Car part costs: Why you should care

Car part costs: Why you should care

I think it’s fair to say most people don’t give a thought to the cost of car parts until their car gets damaged in an accident.

Car parts

Most people wouldn’t have the time or inclination to phone around for the prices of hundreds of parts, of course. 

Happily, Durban-based motoring journalist Malcolm Kinsey does it for us every year, and has been for the past 25 years.

His latest Kinsey Report, just out, features 74 vehicles in nine categories, from budget cars to luxury saloons, and he lists their parts in three categories: service, maintenance and crash parts.

Are service and maintenance part prices relevant if you’ve got a service or maintenance plan?

Not very, but bear in mind that some budget cars that aren’t sold with those plans to cover these costs, and with older cars obviously, those plans have expired. 

But when it comes to crash parts, though - such as light assemblies, fenders, windscreens, doors, bonnets, grilles and tailgates - all buyers of all cars would do well to pay close attention to their replacement parts prices before signing on the dotted line.

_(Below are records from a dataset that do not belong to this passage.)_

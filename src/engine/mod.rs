mod adf;
mod alerts;
mod stats;
mod window;

pub use window::SymbolWindow;

use std::collections::HashMap;
use std::sync::atomic::{AtomicBool, Ordering};
use std::sync::Arc;
use std::time::{Duration, Instant};

use crate::broker::{now_ms, BrokerAdapter};
use crate::config::{BrokerKeys, Settings};
use crate::model::{AnalyticsSnapshot, DataValidityStatus, Tick};

const MIN_POINTS_FOR_ANALYTICS: usize = 20;
const MIN_POINTS_FOR_ADF: usize = 50;
const SINGLE_COMPUTE_THROTTLE: Duration = Duration::from_millis(500);
const PAIR_COMPUTE_THROTTLE: Duration = Duration::from_millis(1000);
const READ_BLOCK_MS: usize = 500;
const READ_COUNT: usize = 100;
const TS_RETENTION_MS: i64 = 86_400_000;

/// Consumes tick streams, maintains per-symbol rolling windows, and
/// computes single-symbol and pairwise analytics. The main loop owns all
/// window state exclusively — single-writer single-reader on one task, so
/// no internal locking is needed (see the concurrency model).
pub struct QuantEngine {
    settings: Settings,
    broker: BrokerAdapter,
    windows: HashMap<String, SymbolWindow>,
    cursors: HashMap<String, String>,
    last_single_compute: HashMap<String, Instant>,
    last_pair_compute: HashMap<(String, String), Instant>,
    shutdown: Arc<AtomicBool>,
}

impl QuantEngine {
    pub fn new(settings: Settings, broker: BrokerAdapter) -> Self {
        let mut windows = HashMap::new();
        let mut cursors = HashMap::new();
        for symbol in &settings.symbols {
            let symbol = symbol.to_uppercase();
            windows.insert(symbol.clone(), SymbolWindow::new(settings.rolling_window_ticks));
            cursors.insert(BrokerKeys::tick_stream(&symbol), "$".to_string());
        }
        Self {
            settings,
            broker,
            windows,
            cursors,
            last_single_compute: HashMap::new(),
            last_pair_compute: HashMap::new(),
            shutdown: Arc::new(AtomicBool::new(false)),
        }
    }

    pub fn shutdown_handle(&self) -> Arc<AtomicBool> {
        self.shutdown.clone()
    }

    /// Spawns the main loop as a single task (the engine's window state is
    /// not `Send`-shared, so the engine itself must be moved into the task).
    pub fn spawn(mut self) -> tokio::task::JoinHandle<()> {
        tokio::spawn(async move {
            self.run().await;
        })
    }

    async fn run(&mut self) {
        loop {
            if self.shutdown.load(Ordering::SeqCst) {
                return;
            }

            let cursor_list: Vec<(String, String)> = self
                .cursors
                .iter()
                .map(|(k, v)| (k.clone(), v.clone()))
                .collect();

            match self.broker.stream_read(&cursor_list, READ_COUNT, READ_BLOCK_MS).await {
                Ok(streams) => {
                    for (key, entries) in streams {
                        for (id, fields) in entries {
                            self.cursors.insert(key.clone(), id);
                            match Tick::from_broker_fields(&fields) {
                                Ok((symbol, tick)) => self.process_tick(&symbol, tick),
                                Err(e) => {
                                    tracing::warn!(error = %e, "skipping malformed tick from stream");
                                }
                            }
                        }
                    }
                    self.compute_round().await;
                }
                Err(e) => {
                    tracing::error!(error = %e, "engine read cycle failed");
                    tokio::time::sleep(Duration::from_secs(1)).await;
                }
            }
        }
    }

    fn process_tick(&mut self, symbol: &str, tick: Tick) {
        if let Some(window) = self.windows.get_mut(symbol) {
            window.push(tick.price, tick.qty, tick.timestamp_ms);
        }
    }

    async fn compute_round(&mut self) {
        let symbols: Vec<String> = self.windows.keys().cloned().collect();

        for symbol in &symbols {
            let due = self
                .last_single_compute
                .get(symbol)
                .map_or(true, |t| t.elapsed() >= SINGLE_COMPUTE_THROTTLE);
            if !due {
                continue;
            }
            if let Some(snapshot) = self.compute_single_symbol(symbol) {
                self.publish_snapshot(&BrokerKeys::analytics_state(symbol), &snapshot).await;
            }
            self.last_single_compute.insert(symbol.clone(), Instant::now());
        }

        for i in 0..symbols.len() {
            for j in (i + 1)..symbols.len() {
                let (a, b) = (symbols[i].clone(), symbols[j].clone());
                let pair_key = (a.clone(), b.clone());
                let due = self
                    .last_pair_compute
                    .get(&pair_key)
                    .map_or(true, |t| t.elapsed() >= PAIR_COMPUTE_THROTTLE);
                if !due {
                    continue;
                }
                if let Some(snapshot) = self.compute_pair(&a, &b) {
                    self.publish_snapshot(&BrokerKeys::pair_analytics_state(&a, &b), &snapshot)
                        .await;
                    self.evaluate_pair_alerts(&a, &b, &snapshot).await;
                }
                self.last_pair_compute.insert(pair_key, Instant::now());
            }
        }
    }

    fn compute_single_symbol(&self, symbol: &str) -> Option<AnalyticsSnapshot> {
        single_symbol_snapshot(self.windows.get(symbol)?, symbol)
    }

    /// Pair snapshot over `L = min(|A|, |B|)` points, aligned tail-to-tail.
    fn compute_pair(&self, symbol_a: &str, symbol_b: &str) -> Option<AnalyticsSnapshot> {
        pair_snapshot(
            self.windows.get(symbol_a)?,
            self.windows.get(symbol_b)?,
            symbol_a,
            symbol_b,
            self.settings.rolling_window_ticks,
        )
    }

    async fn publish_snapshot(&self, key: &str, snapshot: &AnalyticsSnapshot) {
        if let Err(e) = self.broker.hash_put(key, snapshot.to_broker_fields()).await {
            tracing::error!(key, error = %e, "failed to publish analytics snapshot");
        }
    }

    async fn evaluate_pair_alerts(&self, symbol_a: &str, symbol_b: &str, snapshot: &AnalyticsSnapshot) {
        let Some(z_score) = snapshot.z_score else {
            return;
        };
        let generated = alerts::check_zscore_alerts(symbol_a, symbol_b, z_score, self.settings.z_score_alert_threshold);
        for alert in generated {
            if let Err(e) = self.broker.add_alert(&alert, 24).await {
                tracing::error!(alert_id = %alert.id, error = %e, "failed to store alert");
                continue;
            }
            if let Ok(payload) = serde_json::to_string(&alert_payload(&alert)) {
                let _ = self.broker.publish(BrokerKeys::CHANNEL_ALERTS, &payload).await;
            }
        }
    }
}

fn single_symbol_snapshot(window: &SymbolWindow, symbol: &str) -> Option<AnalyticsSnapshot> {
    if window.is_empty() {
        return None;
    }

    Some(AnalyticsSnapshot {
        symbol: symbol.to_string(),
        pair_symbol: None,
        timestamp_ms: now_ms(),
        last_price: window.last_price().unwrap_or(0.0),
        price_change_pct: Some(window.price_change_pct()),
        vwap: window.vwap(),
        spread: None,
        hedge_ratio: None,
        z_score: None,
        correlation: None,
        adf_statistic: None,
        adf_pvalue: None,
        is_stationary: None,
        data_freshness_ms: now_ms() - window.last_tick_time_ms(),
        validity_status: window.validity_status(),
        tick_count: window.len(),
    })
}

fn pair_snapshot(
    window_a: &SymbolWindow,
    window_b: &SymbolWindow,
    symbol_a: &str,
    symbol_b: &str,
    rolling_window_ticks: usize,
) -> Option<AnalyticsSnapshot> {
    let prices_a_full = window_a.prices_slice();
    let prices_b_full = window_b.prices_slice();
    let l = prices_a_full.len().min(prices_b_full.len());
    if l < MIN_POINTS_FOR_ANALYTICS {
        return None;
    }

    let y = &prices_a_full[prices_a_full.len() - l..];
    let x = &prices_b_full[prices_b_full.len() - l..];

    let hedge_ratio = stats::ols_hedge_ratio(x, y);
    let spread_series = stats::spread_series(x, y, hedge_ratio);
    let spread = *spread_series.last().unwrap();
    let z_score = stats::rolling_zscore(&spread_series);
    let correlation = stats::pearson_correlation(x, y);

    let (adf_statistic, adf_pvalue, is_stationary) = if l >= MIN_POINTS_FOR_ADF {
        match adf::adf_test(&spread_series) {
            Some(result) => (
                Some(result.statistic),
                Some(result.pvalue),
                Some(result.pvalue < 0.05),
            ),
            None => (None, None, None),
        }
    } else {
        (None, None, None)
    };

    let last_time = window_a.last_tick_time_ms().min(window_b.last_tick_time_ms());

    Some(AnalyticsSnapshot {
        symbol: symbol_a.to_string(),
        pair_symbol: Some(symbol_b.to_string()),
        timestamp_ms: now_ms(),
        last_price: window_a.last_price().unwrap_or(0.0),
        price_change_pct: None,
        vwap: None,
        spread: Some(spread),
        hedge_ratio: Some(hedge_ratio),
        z_score: Some(z_score),
        correlation: Some(correlation),
        adf_statistic,
        adf_pvalue,
        is_stationary,
        data_freshness_ms: now_ms() - last_time,
        validity_status: DataValidityStatus::classify(l, rolling_window_ticks),
        tick_count: l,
    })
}

fn alert_payload(alert: &crate::model::Alert) -> serde_json::Value {
    serde_json::json!({
        "id": alert.id,
        "alert_type": alert.alert_type.as_str(),
        "symbol": alert.symbol,
        "message": alert.message,
        "timestamp_ms": alert.timestamp_ms,
        "severity": alert.severity.as_str(),
        "value": alert.value,
        "threshold": alert.threshold,
    })
}

#[cfg(test)]
mod tests {
    use super::*;

    #[test]
    fn pair_analytics_skipped_below_minimum_points() {
        let mut window_a = SymbolWindow::new(100);
        let mut window_b = SymbolWindow::new(100);
        for i in 0..10 {
            window_a.push(100.0 + i as f64, 1.0, i as i64);
            window_b.push(50.0 + i as f64, 1.0, i as i64);
        }
        assert!(pair_snapshot(&window_a, &window_b, "BTCUSDT", "ETHUSDT", 100).is_none());
    }

    #[test]
    fn pair_analytics_present_once_minimum_reached() {
        let mut window_a = SymbolWindow::new(100);
        let mut window_b = SymbolWindow::new(100);
        for i in 0..25 {
            window_a.push(100.0 + i as f64, 1.0, i as i64);
            window_b.push(50.0 + 0.5 * i as f64, 1.0, i as i64);
        }
        let snapshot = pair_snapshot(&window_a, &window_b, "BTCUSDT", "ETHUSDT", 100).unwrap();
        assert_eq!(snapshot.tick_count, 25);
        assert!(snapshot.hedge_ratio.is_some());
        assert!(snapshot.adf_statistic.is_none()); // L < 50
    }

    #[test]
    fn single_symbol_snapshot_is_none_for_empty_window() {
        let window = SymbolWindow::new(100);
        assert!(single_symbol_snapshot(&window, "BTCUSDT").is_none());
    }
}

That’s because if the cost of the crash parts are high, relative to the car’s value at the time of the accident, the write-off point will be easily reached by your insurance company.

That point is around 70% of the value of the car, sometimes a lot less, Kinsey says.

 Malcolm Kinsey weighs in

Kinsey says that with the advent of aluminum body panels and chassis components - to lighten the vehicle and thus improve fuel consumption - some cars are even more likely to be written off, because they are very difficult and expensive to repair.

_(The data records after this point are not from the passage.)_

mod rotate;

use std::collections::HashMap;
use std::path::PathBuf;
use std::sync::atomic::{AtomicBool, Ordering};
use std::sync::Arc;
use std::time::{Duration, Instant};

use futures::StreamExt;

use crate::broker::BrokerAdapter;
use crate::config::{BrokerKeys, Settings};
use crate::model::LogEntry;
use rotate::RotatingWriter;

const RATE_LIMITED_OPERATIONS: [&str; 2] = ["stream_write", "ts_write"];
const ALWAYS_LOGGED_OPERATIONS: [&str; 4] = ["connect", "disconnect", "error", "heartbeat"];
const ACCESS_OPERATIONS: [&str; 7] = [
    "stream_write",
    "stream_read",
    "hash_write",
    "hash_read",
    "ts_write",
    "ts_read",
    "alert_write",
];
const RATE_LIMIT_WINDOW: Duration = Duration::from_secs(1);
const RECEIVE_TIMEOUT: Duration = Duration::from_secs(1);

/// Subscribes to the broker's log channel, rate-limits high-frequency
/// write operations, and fans entries out to three rotating files.
pub struct AlertLogSink {
    broker: BrokerAdapter,
    log_dir: PathBuf,
    max_size_mb: u64,
    backup_count: usize,
    shutdown: Arc<AtomicBool>,
}

impl AlertLogSink {
    pub fn new(settings: &Settings, broker: BrokerAdapter) -> Self {
        Self {
            broker,
            log_dir: PathBuf::from(&settings.log_dir),
            max_size_mb: settings.log_max_size_mb,
            backup_count: settings.log_backup_count,
            shutdown: Arc::new(AtomicBool::new(false)),
        }
    }

    pub fn shutdown_handle(&self) -> Arc<AtomicBool> {
        self.shutdown.clone()
    }

    pub fn spawn(self) -> tokio::task::JoinHandle<()> {
        tokio::spawn(async move {
            self.run().await;
        })
    }

    async fn run(self) {
        let mut all_writer = match RotatingWriter::open(&self.log_dir, "all", self.max_size_mb, self.backup_count) {
            Ok(w) => w,
            Err(e) => {
                tracing::error!(error = %e, "failed to open all.log, log sink exiting");
                return;
            }
        };
        let mut error_writer = RotatingWriter::open(&self.log_dir, "errors", self.max_size_mb, self.backup_count)
            .expect("errors.log should open alongside all.log");
        let mut access_writer = RotatingWriter::open(&self.log_dir, "access", self.max_size_mb, self.backup_count)
            .expect("access.log should open alongside all.log");

        let mut pubsub = match self.broker.subscribe_connection().await {
            Ok(p) => p,
            Err(e) => {
                tracing::error!(error = %e, "failed to subscribe to log channel, log sink exiting");
                return;
            }
        };
        if let Err(e) = pubsub.subscribe(BrokerKeys::CHANNEL_LOGS).await {
            tracing::error!(error = %e, "failed to subscribe to log channel");
            return;
        }
        let mut stream = pubsub.on_message();

        let mut aggregator = RateLimitAggregator::default();

        loop {
            if self.shutdown.load(Ordering::SeqCst) {
                return;
            }
            let next = tokio::time::timeout(RECEIVE_TIMEOUT, stream.next()).await;
            let Ok(Some(msg)) = next else {
                continue;
            };
            let Ok(payload) = msg.get_payload::<String>() else {
                continue;
            };
            let Ok(entry) = serde_json::from_str::<LogEntry>(&payload) else {
                continue;
            };

            if let Some(to_emit) = aggregator.admit(entry) {
                self.emit(&mut all_writer, &mut error_writer, &mut access_writer, &to_emit);
            }
        }
    }

    fn emit(
        &self,
        all: &mut RotatingWriter,
        errors: &mut RotatingWriter,
        access: &mut RotatingWriter,
        entry: &LogEntry,
    ) {
        let line = format_entry(entry);
        let _ = all.write_line(&line);

        let level = entry.level.to_uppercase();
        if level == "ERROR" || level == "WARN" || level == "WARNING" {
            let _ = errors.write_line(&line);
        }
        if ACCESS_OPERATIONS.contains(&entry.operation.as_str()) {
            let _ = access.write_line(&line);
        }
    }
}

fn format_entry(entry: &LogEntry) -> String {
    let mut line = format!(
        "{} {} {} {} {}",
        entry.timestamp_ms, entry.level, entry.service, entry.operation, entry.message
    );
    if let Some(count) = entry.aggregated_count {
        line.push_str(&format!(" aggregated_count={count}"));
    }
    line
}

/// Aggregates `stream_write`/`ts_write` entries per `(service, operation)`
/// into a single line per window; everything else passes through
/// immediately. Connect/disconnect/error/heartbeat are never rate-limited.
#[derive(Default)]
struct RateLimitAggregator {
    windows: HashMap<(String, String), WindowState>,
}

struct WindowState {
    started_at: Instant,
    count: u64,
    last_entry: LogEntry,
}

impl RateLimitAggregator {
    /// Returns `Some(entry)` when a line should be emitted now: either the
    /// entry bypasses rate limiting, or the 1-second aggregation window for
    /// its `(service, operation)` key has just closed.
    fn admit(&mut self, entry: LogEntry) -> Option<LogEntry> {
        if ALWAYS_LOGGED_OPERATIONS.contains(&entry.operation.as_str())
            || !RATE_LIMITED_OPERATIONS.contains(&entry.operation.as_str())
        {
            return Some(entry);
        }

        let key = (entry.service.clone(), entry.operation.clone());
        let now = Instant::now();
        let window = self.windows.entry(key.clone()).or_insert_with(|| WindowState {
            started_at: now,
            count: 0,
            last_entry: entry.clone(),
        });

        window.count += 1;
        window.last_entry = entry;

        if now.duration_since(window.started_at) >= RATE_LIMIT_WINDOW {
            let mut emitted = window.last_entry.clone();
            emitted.aggregated_count = Some(window.count);
            self.windows.remove(&key);
            Some(emitted)
        } else {
            None
        }
    }
}

#[cfg(test)]
mod tests {
    use super::*;

    fn entry(service: &str, operation: &str) -> LogEntry {
        LogEntry {
            timestamp_ms: 0,
            service: service.to_string(),
            level: "INFO".to_string(),
            operation: operation.to_string(),
            key: None,
            message: "test".to_string(),
            duration_ms: None,
            aggregated_count: None,
        }
    }

    #[test]
    fn always_logged_operations_pass_through_immediately() {
        let mut agg = RateLimitAggregator::default();
        assert!(agg.admit(entry("gateway", "connect")).is_some());
        assert!(agg.admit(entry("gateway", "heartbeat")).is_some());
    }

    #[test]
    fn rate_limited_operations_suppressed_within_window() {
        let mut agg = RateLimitAggregator::default();
        assert!(agg.admit(entry("broker", "stream_write")).is_none());
        assert!(agg.admit(entry("broker", "stream_write")).is_none());
    }

    #[test]
    fn non_rate_limited_operation_passes_through() {
        let mut agg = RateLimitAggregator::default();
        assert!(agg.admit(entry("broker", "hash_read")).is_some());
    }
}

Having a car written off is a huge setback for motorists in most cases, because insurance pay outs are always less than the value of the car, to the owner, especially if it’s an older car.

"They will pay you out the mid-way point between the trade-in value of the car and the suggested retail value of the car, not the purchase price,” Kinsey says.

That’s one of the reasons why parts prices matter.

As always, Kinsey sourced the parts prices of those 74 cars from franchise dealers around Durban, all in the same calendar month.

He notes that some of the prices are alarmingly high this year such as mag rims and windscreens costing more than R10 000 and says this can’t be blamed entirely on the deteriorating rand. 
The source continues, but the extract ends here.